Retreat Supply Cache

4+	environment proof containers
1+	personal gear bag
1 sleeping bag
3+ changes clothes
3+ changes underwear
1 ditty bag with personal items

1	chemical toilet
1	case with toilet paper & toilet items
1 water container w/spigot
3	replacement water containers
1	case with kitchen items
3	cases w/rations
2	gray water wheeled tanks
2	black water wheeled tanks
1	case with solar shower and shower items
1	case lighting products
1	case folding table and chairs (4)

 

Bulk trade goods cache

Diamant #525 grain grinder to grind grains for customer
spare Diamant grinding plates

Katadyn Expedition water filter to make clean water for customer
spare Katadyn Expedition water filter element
weighing scale to measure out items
set various scoops, funnels, etc. for measuring & transferring goods
5/6/7-gallon dispensing containers (to hold filtered water)

blank barter slips

5/6/7 gallon buckets w/lids for water (deposit)
1-gallon zip-lock bags/cloth bags (deposit)
1-quart zip-lock bags/cloth bags (deposit)
medium paper sacks/cloth bags (deposit)
small paper sacks/cloth bags (deposit)
pint cans w/screw lids (deposit)
small envelopes/zip-lock bags for spices/meds/etc

20# propane cylinder for refilling from large home tank
1-lb propane cylinders
10-lb bags charcoal briquettes
5-gallon buckets of pool shock (to make bleach)

Cases of
#2½ cans baking powder
#2½ cans baking soda
#2½ cans corn starch
#2½ cans or vacuum packed spices (cream of tartar, Allspice, season salt, pepper, mild chili powder, cinnamon, ginger, Italian seasoning, lemon pepper, nutmeg, spaghetti sauce spice, taco mix, parsley, sage, rosemary, thyme, clove, BBQ mix, basil, cumin, oregano, Paprika, anise, cayenne, garlic, curry mix, mustard, celery seed, turmeric, chives, tobasco, caraway seed, cardamom, dill, fennel, tarragon, coriander, Worcestershire sauce, spearmint, peppermint, savory, mace)
2 ounce bottles of extracts (Vanilla, mint, peppermint, butterscotch, maple, almond, anise)
1-lb packages yeast

Buckets of
wheat
rice
pinto beans
great northern beans
cornmeal
sugar
olive oil
coconut oil
shortening powder
iodized salt
kosher salt
powdered milk
vegetable stew mix
dried eggs
nutty granola
butter powder
cheese blend
tomato powder
macaroni
noodles
spaghetti noodles
rolled oats
peanut butter powder
honey
beef bouillon
chicken bouillon
beef TVP
chicken TVP
ham TVP
hard candy

rolls of toilet paper
bundles of red shop rags as reusable TP substitute

100# bags fertilizer

100# bags non-iodized canning salt

Large containers of simple homemade cleaner ingredients (Baking soda, Vinegar, rubbing alcohol, washing soda, Borax, mild dish detergent [castile soap], cream of tartar, hydrogen peroxide, Lemon juice, sodium percarbonate, salt, corn starch, olive oil)

Just my opinion.


----------



## CrackbottomLouis

Wow Jerry. Comprehensive list. I'd be in underground bunker territory if I had all that to bury. One day, he says with a whistful sigh, one day


----------



## helicopter5472

Whoo, If you include max. amounts of currency/diamonds were talking more than my home and property, cars/trucks.... 
Good thing I have 80% of that stuff....


----------



## LincTex

Latex gloves will store for a couple of years.... by then it would be a good idea to dig it up anyway and have a good look at the contents!! 

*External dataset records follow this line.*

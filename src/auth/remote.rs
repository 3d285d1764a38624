//! Password sign-in against a remote identity provider
//!
//! `POST {base}/auth/v1/token?grant_type=password` with `{email, password}`.
//! Errors come back as `error_description`, `msg` or `message`.

use std::time::Duration;

use async_trait::async_trait;
use serde::{Deserialize, Serialize};
use tracing::{debug, warn};

use super::{Identity, IdentityProvider};
use crate::error::{ArchiveError, Result};

#[derive(Serialize)]
struct PasswordGrant<'a> {
    email: &'a str,
    password: &'a str,
}

#[derive(Deserialize)]
struct TokenResponse {
    user: ProviderUser,
}

#[derive(Deserialize)]
struct ProviderUser {
    id: String,
    #[serde(default)]
    email: Option<String>,
}

#[derive(Deserialize, Default)]
struct ProviderError {
    #[serde(default)]
    error_description: Option<String>,
    #[serde(default)]
    msg: Option<String>,
    #[serde(default)]
    message: Option<String>,
}

impl ProviderError {
    fn into_message(self) -> Option<String> {
        self.error_description.or(self.msg).or(self.message)
    }
}

pub struct HttpIdentityProvider {
    client: reqwest::Client,
    base_url: String,
    api_key: Option<String>,
}

impl HttpIdentityProvider {
    pub fn new(base_url: &str, api_key: Option<String>, timeout: Duration) -> Result<Self> {
        let client = reqwest::Client::builder()
            .timeout(timeout)
            .build()
            .map_err(|e| ArchiveError::Config(format!("identity client: {}", e)))?;

        Ok(Self {
            client,
            base_url: base_url.trim_end_matches('/').to_string(),
            api_key,
        })
    }

    fn token_url(&self) -> String {
        format!("{}/auth/v1/token?grant_type=password", self.base_url)
    }
}

#[async_trait]
impl IdentityProvider for HttpIdentityProvider {
    async fn sign_in_with_password(&self, email: &str, password: &str) -> Result<Identity> {
        let mut request = self
            .client
            .post(self.token_url())
            .json(&PasswordGrant { email, password });
        if let Some(ref key) = self.api_key {
            request = request.header("apikey", key);
        }

        let response = request.send().await.map_err(|e| {
            warn!(error = %e, "Identity provider unreachable");
            ArchiveError::Auth(format!("identity provider unreachable: {}", e))
        })?;

        let status = response.status();
        if !status.is_success() {
            let body: ProviderError = response.json().await.unwrap_or_default();
            let message = body
                .into_message()
                .unwrap_or_else(|| format!("HTTP {}", status));
            debug!(%status, message = %message, "Sign-in rejected");
            return Err(ArchiveError::Auth(message));
        }

        let token: TokenResponse = response
            .json()
            .await
            .map_err(|e| ArchiveError::Auth(format!("invalid provider response: {}", e)))?;

        Ok(Identity {
            id: token.user.id,
            email: token
                .user
                .email
                .unwrap_or_else(|| email.trim().to_string())
                .to_lowercase(),
        })
    }
}

#[cfg(test)]
mod tests {
    use super::*;

    #[test]
    fn test_token_url() {
        let provider =
            HttpIdentityProvider::new("https://id.example.co/", None, Duration::from_secs(5)).unwrap();
        assert_eq!(
            provider.token_url(),
            "https://id.example.co/auth/v1/token?grant_type=password"
        );
    }

    #[test]
    fn test_error_message_precedence() {
        let body: ProviderError = serde_json::from_str(
            r#"{"error":"invalid_grant","error_description":"Invalid login credentials"}"#,
        )
        .unwrap();
        assert_eq!(body.into_message().as_deref(), Some("Invalid login credentials"));

        let body: ProviderError = serde_json::from_str(r#"{"msg":"Email not confirmed"}"#).unwrap();
        assert_eq!(body.into_message().as_deref(), Some("Email not confirmed"));

        let body: ProviderError = serde_json::from_str("{}").unwrap();
        assert_eq!(body.into_message(), None);
    }
}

Calcium Hypochlorite (pool shock) MUST be stored in some sort of incredible container. It free gases chlorine when any humidity at all gets near it. I have seen the destruction that can occur to various materials stored in the same vicinity, so make sure this stuff is stored with incredible precautions.


----------



## ashley8072

I wonder if I've got enough ink to print Jerry's compile?  I did realize something though. If I needed to use the cache as part of a "spider hole" situation, I'd want some Boom Booms. As we had much leftover from being rained out during our Independence Day, I put in a few boxes of different things. I threw in a jar of peanut butter too.  I did add duct tape. I can't believe I forgot that too! That's almost a BSA motto. Never forget the tape. 

We buried it this morning. However, my DH says that we should put one by his parents' house now. lol! They live about 10mi away.


----------



## weedygarden

*What size bunker would that need?*

Jerry D. Young, that is an awesome, comprehensive list.

I am wondering if you have all of that, or are close, because I wonder what size cellar or bunker a person would need to contain that?

Maybe a couple, or a few cellars would be good to keep things more secure?


----------



## 101airborne

ashley8072 said:


> and then some basics for each of us in case we get split up. . I did think about battery powered items, but I'm not completely sure about them being underground. Is there a chance that they could pop and leak?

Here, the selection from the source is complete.